Please post plenty of requirements :-)
regards,
Conny
Conny Krappatsch wrote:
> Hello,
>
> we are about to develop some internationalization 'tool' for cocoon.
> You can take this mail as a proposal and every comment is very welcome.
>
> With internationalization I meen marking character data in an XML file for
> translation into different languages.
>
> The requirements are:
> 1. a very short syntax: internationalization shouldn't require much additional
> writing (the translation itself requires some additional work, of course).
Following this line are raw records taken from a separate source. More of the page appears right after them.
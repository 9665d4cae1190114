//! Multi-source price aggregation.
//!
//! Readers always get a price: the last published snapshot, which starts out
//! as the configured fallback table. Refreshes query every source
//! concurrently, each under its own timeout, and publish a new immutable
//! snapshot that replaces the old one wholesale.

use crate::domain::asset::Asset;
use crate::domain::ports::PriceSourceBox;
use chrono::{DateTime, Utc};
use futures::future::join_all;
use rust_decimal::Decimal;
use std::collections::{BTreeMap, HashMap};
use std::sync::Arc;
use std::time::{Duration, Instant};
use tokio::sync::{Mutex, RwLock};
use tokio::task::JoinHandle;
use tokio::time::timeout;
use tracing::{debug, info, warn};

/// Decimal places kept on aggregated prices.
const PRICE_SCALE: u32 = 4;

#[derive(Debug, Clone, PartialEq)]
pub struct PriceSnapshot {
    pub prices: BTreeMap<Asset, Decimal>,
    /// Time of the last aggregation with at least one contributing source.
    pub captured_at: Option<DateTime<Utc>>,
    /// Sources that contributed to this snapshot; 0 means fallback or carried-over data.
    pub source_count: usize,
}

impl PriceSnapshot {
    fn fallback(prices: BTreeMap<Asset, Decimal>) -> Self {
        Self {
            prices,
            captured_at: None,
            source_count: 0,
        }
    }

    pub fn price(&self, asset: &Asset) -> Option<Decimal> {
        self.prices.get(asset).copied()
    }
}

pub struct PriceAggregator {
    sources: Vec<PriceSourceBox>,
    assets: Vec<Asset>,
    source_timeout: Duration,
    refresh_interval: Duration,
    current: RwLock<Arc<PriceSnapshot>>,
    /// Held for the duration of a refresh; stores when the last one started.
    last_refresh: Mutex<Option<Instant>>,
}

impl PriceAggregator {
    /// The fallback table defines the supported assets and must hold a
    /// positive price for each of them.
    pub fn new(
        sources: Vec<PriceSourceBox>,
        fallback: BTreeMap<Asset, Decimal>,
        source_timeout: Duration,
        refresh_interval: Duration,
    ) -> Self {
        let assets = fallback.keys().cloned().collect();
        Self {
            sources,
            assets,
            source_timeout,
            refresh_interval,
            current: RwLock::new(Arc::new(PriceSnapshot::fallback(fallback))),
            last_refresh: Mutex::new(None),
        }
    }

    pub async fn snapshot(&self) -> Arc<PriceSnapshot> {
        Arc::clone(&*self.current.read().await)
    }

    /// Price from the last published snapshot without triggering a refresh.
    pub async fn cached_price(&self, asset: &Asset) -> Option<Decimal> {
        self.current.read().await.price(asset)
    }

    /// Current price for a supported asset, refreshing first when the snapshot
    /// is older than the refresh interval. `None` only for unsupported assets.
    pub async fn price(&self, asset: &Asset) -> Option<Decimal> {
        self.refresh_if_stale().await;
        self.cached_price(asset).await
    }

    /// Refreshes unless a recent refresh exists. Never waits on a refresh that
    /// another caller already started.
    pub async fn refresh_if_stale(&self) {
        if self.sources.is_empty() {
            return;
        }
        let Ok(mut last) = self.last_refresh.try_lock() else {
            debug!("Refresh already in progress, serving cached prices");
            return;
        };
        let fresh = last.is_some_and(|at| at.elapsed() < self.refresh_interval);
        if !fresh {
            *last = Some(Instant::now());
            self.aggregate().await;
        }
    }

    /// Unconditionally queries every source and publishes a new snapshot.
    pub async fn refresh(&self) -> Arc<PriceSnapshot> {
        let mut last = self.last_refresh.lock().await;
        *last = Some(Instant::now());
        self.aggregate().await
    }

    /// Runs `refresh` on a fixed interval until the handle is aborted.
    pub fn spawn_refresh(self: Arc<Self>) -> JoinHandle<()> {
        tokio::spawn(async move {
            let mut ticker = tokio::time::interval(self.refresh_interval);
            loop {
                ticker.tick().await;
                self.refresh().await;
            }
        })
    }

    async fn aggregate(&self) -> Arc<PriceSnapshot> {
        let fetches = self.sources.iter().map(|source| async move {
            let result = timeout(self.source_timeout, source.fetch(&self.assets)).await;
            match result {
                Ok(Ok(prices)) => Some(prices),
                Ok(Err(e)) => {
                    warn!(source = source.name(), error = %e, "Price source failed");
                    None
                }
                Err(_) => {
                    warn!(source = source.name(), timeout = ?self.source_timeout, "Price source timed out");
                    None
                }
            }
        });
        let results: Vec<HashMap<Asset, Decimal>> = join_all(fetches)
            .await
            .into_iter()
            .flatten()
            .filter(|prices| !prices.is_empty())
            .collect();

        let previous = self.snapshot().await;
        let snapshot = Arc::new(combine(&self.assets, &results, &previous));
        if snapshot.source_count == 0 {
            warn!("All price sources failed, keeping previous prices");
        } else {
            info!(sources = snapshot.source_count, "Prices refreshed");
        }

        *self.current.write().await = Arc::clone(&snapshot);
        snapshot
    }
}

fn combine(
    assets: &[Asset],
    results: &[HashMap<Asset, Decimal>],
    previous: &PriceSnapshot,
) -> PriceSnapshot {
    let mut prices = BTreeMap::new();
    for asset in assets {
        let observed: Vec<Decimal> = results
            .iter()
            .filter_map(|r| r.get(asset).copied())
            .filter(|p| *p > Decimal::ZERO)
            .collect();
        let price = trimmed_mean(&observed).or_else(|| previous.price(asset));
        if let Some(price) = price {
            prices.insert(asset.clone(), price);
        }
    }

    let source_count = results.len();
    PriceSnapshot {
        prices,
        captured_at: if source_count > 0 {
            Some(Utc::now())
        } else {
            previous.captured_at
        },
        source_count,
    }
}

/// Mean of the values after dropping one minimum and one maximum, which only
/// happens when three or more values are present.
pub fn trimmed_mean(values: &[Decimal]) -> Option<Decimal> {
    if values.is_empty() {
        return None;
    }
    let mut sorted = values.to_vec();
    sorted.sort();
    let kept = if sorted.len() > 2 {
        &sorted[1..sorted.len() - 1]
    } else {
        &sorted[..]
    };
    let sum: Decimal = kept.iter().copied().sum();
    Some((sum / Decimal::from(kept.len())).round_dp(PRICE_SCALE))
}
pub mod application;
pub mod config;
pub mod domain;
pub mod error;
pub mod infrastructure;
pub mod interfaces;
> 2. Flexible handling of dynamicly generated content: Replacing a static text
> by a corresponding translated text is easy. But if the text contains dynamic
> content, that content may have different order in different languages (example
> below).
> 3. Support multiple languages by some sort of runtime passed parameter
>
> The markup could look like the following:
>
> <tr>this text will be translated</tr>
>
> [<tr> stands for 'translate'; I ommitted any namespace info]
>
> The text between the <tr> tags will be taken as key in a translation table.
> For a given number of documents the keys of this table can be created
> automatically by searching the documents for the <tr> tags.
>
> Some character data may contain dynamically created content which itself can
> have different order (within the localized text) in different languages. Here's
> an example (dynamic content in curly brackets}:
> In english one would say: We are a {team} of {4}.
> In german you say: Wir sind ein {4}er-{team}.
>
> [It's a silly example, I know. Everyone understanding what I mean, is free to
> provide a better one.]
>
> The example shows, that we need some sort of parameters:
> <tr>
> <text>We are a $1 of $2.</text>
> <param>dynamic_content_generation_for_the_first_parameter</param>
> <param>dynamic_content_generation_for_the_second_parameter</param>
> </tr>
>
> The characters between <text> tags are the key in the translation table. The
> replacement text must contain the same number of parameter references ($1, $2)
> like the key, but the order of the references can be different (i.e. $2 before
> $1).
>
> So the internationalization tool has to perform the following actions (for a
> given XML document):
>
> 1. Find the tags belonging to it's grammar (using namespaces)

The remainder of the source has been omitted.